(Foto: Antônio Augusto/TSE)
O presidente do Tribunal Superior Eleitoral (TSE), ministro Kassio Nunes Marques, recebeu, na manhã da última terça-feira (1º), as Missões de Observação Eleitoral (MOEs) da União Europeia, da Liga dos Estados Árabes e da União Interamericana de Organismos Eleitorais (Uniore). Na ocasião, os observadores desses grupos firmaram acordos de procedimentos que formalizam a atuação das missões para observar as Eleições Gerais de 2026.
As missões
A missão de especialistas eleitorais da União Europeia, formada por seis integrantes, acompanhará o processo até a divulgação final dos resultados das eleições. Segundo a chefe da missão, Tania Marques, a equipe analisará aspectos como redes sociais e desinformação, tecnologia e administração eleitoral, legislação e contencioso, além de partidos políticos, campanhas e financiamento eleitoral. “Ou seja, será uma análise completa de todo o processo eleitoral”, afirmou Tania.
O grupo receberá informações sobre a organização, a condução e a supervisão do processo eleitoral e poderá solicitar ao TSE os dados necessários ao trabalho, que deverão ser fornecidos de forma ágil. Também poderá comunicar ao Tribunal eventuais irregularidades e interferências observadas ou relatadas e pedir às autoridades competentes informações sobre as providências adotadas.
Além de Tania Marques, a União Europeia foi representada no evento por Mercê Castells, especialista jurídica; Alice Colombi, especialista em comunicação digital; Marcell Nagy, especialista eleitoral; e Peter Michalík, especialista em tecnologia eleitoral.
O chefe da missão da Liga dos Estados Árabes no Brasil, embaixador Ibrahim Alzeben, destacou o caráter inédito da participação da organização em um processo eleitoral brasileiro. “Esta é a primeira vez que a Liga dos Estados Árabes participa, como observadora, de um processo eleitoral no Brasil, o que confere a este momento um significado especial para o fortalecimento das relações entre o mundo árabe e a República Federativa do Brasil”, afirmou.

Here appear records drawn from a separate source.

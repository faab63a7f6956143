//! # Auth Request Verifier
//!
//! Binds signatures to one signing domain and checks the validity window
//! against an injected [`Clock`]. No replay bookkeeping is kept: a request
//! that verifies once verifies again until its window closes.

use crate::config::VerifierConfig;
use crate::domain::{
    recover_signer, signing_digest, AuthError, AuthResult, Eip712Domain, TypedStruct,
};
use shared_types::{fmt_address, Address, Clock, Hash, Timestamp};
use std::sync::Arc;
use tracing::{debug, warn};

pub struct AuthRequestVerifier {
    config: VerifierConfig,
    domain: Eip712Domain,
    domain_separator: Hash,
    clock: Arc<dyn Clock>,
}

impl AuthRequestVerifier {
    pub fn new(config: VerifierConfig, clock: Arc<dyn Clock>) -> AuthResult<Self> {
        config.validate()?;
        let domain = config.domain();
        let domain_separator = domain.separator();
        Ok(Self {
            config,
            domain,
            domain_separator,
            clock,
        })
    }

    pub fn config(&self) -> &VerifierConfig {
        &self.config
    }

    pub fn domain(&self) -> &Eip712Domain {
        &self.domain
    }

    pub fn domain_separator(&self) -> Hash {
        self.domain_separator
    }

    /// Current time from the injected clock.
    pub fn now(&self) -> Timestamp {
        self.clock.now()
    }

    /// Digest a client signs for `payload`.
    pub fn signing_hash<T: TypedStruct>(&self, payload: &T) -> Hash {
        signing_digest(&self.domain_separator, &payload.struct_hash())
    }

    /// Recover the signer of `payload` without checking time.
    pub fn recover<T: TypedStruct>(&self, payload: &T, signature: &[u8]) -> AuthResult<Address> {
        let signer = recover_signer(&self.signing_hash(payload), signature)?;
        debug!("[tr-03] Recovered signer {}", fmt_address(&signer));
        Ok(signer)
    }

    /// Require `|now - sign_at| <= window`.
    pub fn check_window(&self, sign_at: Timestamp, now: Timestamp) -> AuthResult<()> {
        let window = self.config.validity_window_secs;
        if now.abs_diff(sign_at) > window {
            warn!(
                "[tr-03] ⏰ Signature outside window: signed at {}, now {}",
                sign_at, now
            );
            return Err(AuthError::SignatureExpired {
                sign_at,
                now,
                window,
            });
        }
        Ok(())
    }

    /// Check the window against the clock, then recover the signer.
    pub fn verify<T: TypedStruct>(&self, payload: &T, signature: &[u8]) -> AuthResult<Address> {
        self.check_window(payload.sign_at(), self.now())?;
        self.recover(payload, signature)
    }
}
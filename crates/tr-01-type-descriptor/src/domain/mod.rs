//! Domain layer: descriptor grammar and ABI value codec. Pure logic, no I/O.

pub mod abi;
pub mod decoder;
pub mod errors;
pub mod type_node;
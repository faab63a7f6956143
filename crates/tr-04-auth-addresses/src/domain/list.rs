//! # Auth Address List
//!
//! An ordered list that allows duplicates. Appends go to the tail; removal
//! is swap-and-pop: the last element moves into the removed slot.
//!
//! **Removal does not preserve order.** After removing any element but the
//! last, the former tail occupies the removed position. Callers must not rely
//! on insertion order or on indices surviving a removal.

use super::entities::AuthAddress;
use super::errors::{AuthAddressError, AuthAddressResult};
use shared_types::{fmt_address, Address, U256};
use tr_01_type_descriptor::{abi_decode, abi_encode, AbiError, AbiValue, TypeNode};

/// Descriptor of the stored value: `tuple(uint8,address)[]`.
pub const LIST_DESCRIPTOR: [u8; 7] = [0x04, 0x06, 0x00, 0x02, 0x01, 0x01, 0x07];

/// Field names of the list's tuple.
pub fn list_field_names() -> Vec<Vec<String>> {
    vec![vec!["algorithm".to_string(), "addr".to_string()]]
}

fn list_type() -> TypeNode {
    TypeNode::array_of(TypeNode::Tuple(vec![
        TypeNode::Uint { width: 1 },
        TypeNode::Address,
    ]))
}

#[derive(Debug, Clone, Default, PartialEq, Eq)]
pub struct AuthAddressList {
    items: Vec<AuthAddress>,
}

impl AuthAddressList {
    pub fn new() -> Self {
        Self::default()
    }

    pub fn as_slice(&self) -> &[AuthAddress] {
        &self.items
    }

    pub fn into_vec(self) -> Vec<AuthAddress> {
        self.items
    }

    pub fn len(&self) -> usize {
        self.items.len()
    }

    pub fn is_empty(&self) -> bool {
        self.items.is_empty()
    }

    /// Append. Duplicates are kept.
    pub fn push(&mut self, item: AuthAddress) {
        self.items.push(item);
    }

    /// First index holding `addr`.
    pub fn position(&self, addr: &Address) -> Option<usize> {
        self.items.iter().position(|item| &item.addr == addr)
    }

    /// Swap-and-pop the element at `index`, which must hold `addr`.
    pub fn remove_at(&mut self, index: usize, addr: &Address) -> AuthAddressResult<AuthAddress> {
        match self.items.get(index) {
            Some(item) if &item.addr == addr => Ok(self.items.swap_remove(index)),
            _ => Err(AuthAddressError::InvalidIndex {
                index,
                len: self.items.len(),
            }),
        }
    }

    /// Swap-and-pop the first element holding `addr`.
    pub fn remove(&mut self, addr: &Address) -> AuthAddressResult<AuthAddress> {
        let index = self
            .position(addr)
            .ok_or_else(|| AuthAddressError::AddressNotFound(fmt_address(addr)))?;
        Ok(self.items.swap_remove(index))
    }

    /// ABI encoding of the list. An empty list encodes to no bytes, which
    /// clears the stored tag.
    pub fn encode(&self) -> AuthAddressResult<Vec<u8>> {
        if self.items.is_empty() {
            return Ok(Vec::new());
        }
        let value = AbiValue::Array(
            self.items
                .iter()
                .map(|item| {
                    AbiValue::Tuple(vec![
                        AbiValue::Uint(U256::from(item.algorithm)),
                        AbiValue::Address(item.addr),
                    ])
                })
                .collect(),
        );
        Ok(abi_encode(&list_type(), &value)?)
    }

    /// Decode stored bytes. Empty input is an empty list.
    pub fn decode(raw: &[u8]) -> AuthAddressResult<Self> {
        if raw.is_empty() {
            return Ok(Self::new());
        }
        let mismatch = || AbiError::TypeMismatch {
            expected: list_type().to_string(),
        };

        let value = abi_decode(&list_type(), raw)?;
        let elements = value.as_items().ok_or_else(mismatch)?;

        let mut items = Vec::with_capacity(elements.len());
        for element in elements {
            let fields = element.as_items().ok_or_else(mismatch)?;
            let (algorithm, addr) = match fields {
                [algorithm, addr] => (
                    algorithm.as_uint().ok_or_else(mismatch)?,
                    addr.as_address().ok_or_else(mismatch)?,
                ),
                _ => return Err(mismatch().into()),
            };
            // uint8 range is enforced by the decoder.
            items.push(AuthAddress {
                algorithm: algorithm.low_u32() as u8,
                addr,
            });
        }
        Ok(Self { items })
    }
}

impl From<Vec<AuthAddress>> for AuthAddressList {
    fn from(items: Vec<AuthAddress>) -> Self {
        Self { items }
    }
}
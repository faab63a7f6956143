//! # Shared Crypto - Cryptographic Primitives
//!
//! ## Components
//!
//! | Module | Algorithm | Use Case |
//! |--------|-----------|----------|
//! | `hashing` | Keccak-256 | Names, typed payloads, field-name lists |
//! | `ecdsa` | secp256k1 | Recoverable request signatures |
//!
//! ## Security Properties
//!
//! - **secp256k1**: RFC 6979 deterministic, low-S normalization (EIP-2)

#![warn(missing_docs)]
#![warn(clippy::all)]

pub mod ecdsa;
pub mod errors;
pub mod hashing;

pub use ecdsa::{address_from_pubkey, RecoverableSignature, Secp256k1KeyPair};
pub use errors::CryptoError;
pub use hashing::{keccak256, keccak256_concat, KeccakHasher};

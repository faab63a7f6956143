//! # Descriptor Errors
//!
//! Malformed-input errors raised by the descriptor grammar and the ABI value
//! codec. They are always detected locally and never retried.

use std::fmt;
use thiserror::Error;

/// Which sized node failed width validation.
#[derive(Debug, Clone, Copy, PartialEq, Eq)]
pub enum WidthKind {
    /// Signed integer (`0x00`).
    Int,
    /// Unsigned integer (`0x01`).
    Uint,
    /// Fixed-size byte string (`0x08`).
    FixedBytes,
}

impl fmt::Display for WidthKind {
    fn fmt(&self, f: &mut fmt::Formatter<'_>) -> fmt::Result {
        match self {
            WidthKind::Int => f.write_str("int"),
            WidthKind::Uint => f.write_str("uint"),
            WidthKind::FixedBytes => f.write_str("bytes"),
        }
    }
}

/// Why a descriptor failed to parse as a whole.
#[derive(Debug, Clone, PartialEq, Eq, Error)]
pub enum Malformation {
    /// No bytes at all.
    #[error("empty input")]
    Empty,

    /// A node declared more bytes than remain.
    #[error("truncated at offset {offset}")]
    Truncated { offset: usize },

    /// Bytes remain after the root node.
    #[error("{trailing} trailing byte(s) after offset {consumed}")]
    TrailingBytes { consumed: usize, trailing: usize },

    /// Nesting exceeds the supported depth.
    #[error("nesting deeper than {max} levels")]
    TooDeep { max: usize },
}

/// Errors from parsing, rendering or encoding type descriptors.
#[derive(Debug, Clone, PartialEq, Eq, Error)]
pub enum DescriptorError {
    /// The byte stream does not parse to exactly one node.
    #[error("Malformed descriptor: {0}")]
    MalformedDescriptor(Malformation),

    /// Integer or fixed-bytes width outside `1..=32`.
    #[error("Invalid {kind} width {width} at offset {offset}")]
    InvalidWidth {
        kind: WidthKind,
        width: u8,
        offset: usize,
    },

    /// Leading byte is not part of the grammar.
    #[error("Unknown type tag 0x{tag:02x} at offset {offset}")]
    UnknownTag { tag: u8, offset: usize },

    /// A tuple's name list has the wrong length.
    #[error("Tuple #{tuple} has {expected} field(s) but {actual} name(s) were supplied")]
    FieldNameArityMismatch {
        tuple: usize,
        expected: usize,
        actual: usize,
    },

    /// Fewer name lists than tuples.
    #[error("Field names supplied for {supplied} tuple(s) but tuple #{tuple} needs a list")]
    InsufficientFieldNames { tuple: usize, supplied: usize },

    /// More name lists than tuples (strict validation only).
    #[error("Field names supplied for {supplied} tuple(s) but the type has {tuples}")]
    SurplusFieldNames { tuples: usize, supplied: usize },

    /// Tuple too wide for the 2-byte field count.
    #[error("Tuple with {fields} fields cannot be encoded")]
    TupleTooLarge { fields: usize },

    /// Hex input could not be decoded.
    #[error("Invalid hex input: {0}")]
    InvalidHex(String),
}

impl From<Malformation> for DescriptorError {
    fn from(m: Malformation) -> Self {
        DescriptorError::MalformedDescriptor(m)
    }
}

/// Errors from ABI value encoding and decoding.
#[derive(Debug, Clone, PartialEq, Eq, Error)]
pub enum AbiError {
    /// Value shape does not match the type.
    #[error("Type mismatch: expected a value of type {expected}")]
    TypeMismatch { expected: String },

    /// Integer does not fit the declared width.
    #[error("Value out of range for {ty}")]
    ValueOutOfRange { ty: String },

    /// Fixed-length value or tuple has the wrong number of items.
    #[error("Length mismatch for {ty}: expected {expected}, got {actual}")]
    LengthMismatch {
        ty: String,
        expected: usize,
        actual: usize,
    },

    /// Input ends before a word or payload.
    #[error("Truncated ABI data: need {needed} byte(s) at offset {offset}")]
    Truncated { offset: usize, needed: usize },

    /// An offset or length word does not fit in memory.
    #[error("Invalid offset or length word at {at}")]
    InvalidOffset { at: usize },

    /// Padding bits are not canonical.
    #[error("Non-canonical encoding of {ty} at offset {offset}")]
    InvalidPadding { ty: String, offset: usize },

    /// `string` payload is not UTF-8.
    #[error("Invalid UTF-8 in string at offset {offset}")]
    InvalidUtf8 { offset: usize },

    /// Array whose elements encode to zero bytes. The element count of such
    /// an array is not bounded by the input.
    #[error("Array of zero-sized elements: {ty}")]
    ZeroSizedElement { ty: String },
}

/// Result alias for descriptor operations.
pub type DescriptorResult<T> = Result<T, DescriptorError>;

/// Result alias for ABI operations.
pub type AbiResult<T> = Result<T, AbiError>;
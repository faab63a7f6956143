//! Ports layer: the registry API and the collaborators it depends on.

pub mod inbound;
pub mod outbound;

Alzeben também ressaltou a experiência brasileira com a votação eletrônica. “A utilização da urna eletrônica, apoiada por sistemas tecnológicos modernos e procedimentos rigorosos de segurança, é uma experiência brasileira reconhecida mundialmente pela sua eficiência, agilidade e confiabilidade”, declarou.
Chefiada por Hernán Penagos Giraldo, registrador nacional da Colômbia, a missão da Uniore acompanhará o 1º turno e, caso ocorra, o 2º turno. A entidade reúne organismos eleitorais da região com o objetivo de fortalecer as instituições, promover o intercâmbio de experiências e disseminar boas práticas na área eleitoral.
A atuação da missão será técnica, independente e imparcial, com o propósito de contribuir para o aperfeiçoamento do processo eleitoral. A missão também é integrada pelo presidente da Câmara Nacional Eleitoral da Argentina, Alberto Dalla Vía; pela presidente do Serviço Eleitoral do Chile (Servel), Pamela Figueroa; e pela coordenadora de Operações do IIDH/CAPEL, Sofía Vincenzi.
Acompanhamento do processo eleitoral
Os acordos firmados estabelecem que o TSE fornecerá as condições necessárias ao trabalho dos observadores, em conformidade com a Constituição Federal e a legislação eleitoral, especialmente as garantias relacionadas ao sigilo do voto.
Os integrantes das missões terão acesso às instalações da Justiça Eleitoral e receberão informações sobre o desenvolvimento do calendário eleitoral. Durante o dia de votação, poderão circular livremente pelo território nacional e acompanhar as atividades nos locais de votação e nas organizações que integram o sistema eleitoral.
O acompanhamento poderá ocorrer desde a instalação das mesas eleitorais até o encerramento da totalização e a divulgação dos resultados nacionais. Também será permitido o acesso aos tribunais regionais eleitorais (TREs) responsáveis pela votação e pela totalização nos estados.
Os acordos preveem ainda acesso ao cadastro eleitoral e aos dados dos sistemas automatizados, observada a legislação brasileira de proteção de dados pessoais.
Os observadores também poderão conhecer o sistema de totalização e divulgação dos resultados, inclusive por meio de demonstrações de funcionamento, e visitar locais de transmissão e totalização dos votos.
As missões poderão avaliar os sistemas de votação e de comunicação empregados na transmissão dos resultados, além de acompanhar o processamento de denúncias e os controles de qualidade realizados antes e depois do pleito.
Ao término dos trabalhos, as missões publicarão relatórios com a análise realizada.